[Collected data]
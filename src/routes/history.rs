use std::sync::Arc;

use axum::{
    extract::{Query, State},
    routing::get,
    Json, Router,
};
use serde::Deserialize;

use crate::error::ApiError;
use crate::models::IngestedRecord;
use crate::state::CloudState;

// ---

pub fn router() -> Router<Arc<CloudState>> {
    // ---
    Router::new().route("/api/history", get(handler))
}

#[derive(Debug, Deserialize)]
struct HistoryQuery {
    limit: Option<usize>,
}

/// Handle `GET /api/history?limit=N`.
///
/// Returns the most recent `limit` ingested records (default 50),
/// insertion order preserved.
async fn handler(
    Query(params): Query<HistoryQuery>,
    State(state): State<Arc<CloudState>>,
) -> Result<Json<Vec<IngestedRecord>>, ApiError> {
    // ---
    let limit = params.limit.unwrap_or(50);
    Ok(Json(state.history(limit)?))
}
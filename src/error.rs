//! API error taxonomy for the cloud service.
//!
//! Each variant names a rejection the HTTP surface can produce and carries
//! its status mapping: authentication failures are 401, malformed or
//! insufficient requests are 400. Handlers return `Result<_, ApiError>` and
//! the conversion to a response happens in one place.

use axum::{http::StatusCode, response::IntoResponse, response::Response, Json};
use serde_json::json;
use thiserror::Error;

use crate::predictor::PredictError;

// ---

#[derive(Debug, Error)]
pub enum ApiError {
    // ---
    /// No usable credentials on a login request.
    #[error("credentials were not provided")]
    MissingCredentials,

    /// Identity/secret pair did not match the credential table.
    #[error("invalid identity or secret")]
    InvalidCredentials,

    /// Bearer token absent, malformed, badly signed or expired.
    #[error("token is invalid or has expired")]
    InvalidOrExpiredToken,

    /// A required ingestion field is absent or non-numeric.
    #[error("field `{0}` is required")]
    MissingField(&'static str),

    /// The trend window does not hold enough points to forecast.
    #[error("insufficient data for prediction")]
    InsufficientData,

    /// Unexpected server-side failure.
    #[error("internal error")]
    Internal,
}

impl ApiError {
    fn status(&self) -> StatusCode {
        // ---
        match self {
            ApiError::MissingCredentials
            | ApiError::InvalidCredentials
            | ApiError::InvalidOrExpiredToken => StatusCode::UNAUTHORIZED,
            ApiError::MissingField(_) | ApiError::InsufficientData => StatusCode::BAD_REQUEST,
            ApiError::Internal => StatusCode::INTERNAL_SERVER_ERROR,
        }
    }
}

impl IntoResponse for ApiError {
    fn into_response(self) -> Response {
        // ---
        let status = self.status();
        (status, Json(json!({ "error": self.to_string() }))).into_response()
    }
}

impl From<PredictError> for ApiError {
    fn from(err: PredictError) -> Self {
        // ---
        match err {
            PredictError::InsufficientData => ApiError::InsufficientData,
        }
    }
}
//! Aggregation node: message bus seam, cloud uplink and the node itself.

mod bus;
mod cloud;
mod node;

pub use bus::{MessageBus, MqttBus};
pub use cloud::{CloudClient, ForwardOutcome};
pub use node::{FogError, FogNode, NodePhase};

**Brief**
Among the entries above, find every line holding "match" and copy it.

**Result for this exercise**
    /// Identity/secret pair did not match the credential table.
        match self {
        match err {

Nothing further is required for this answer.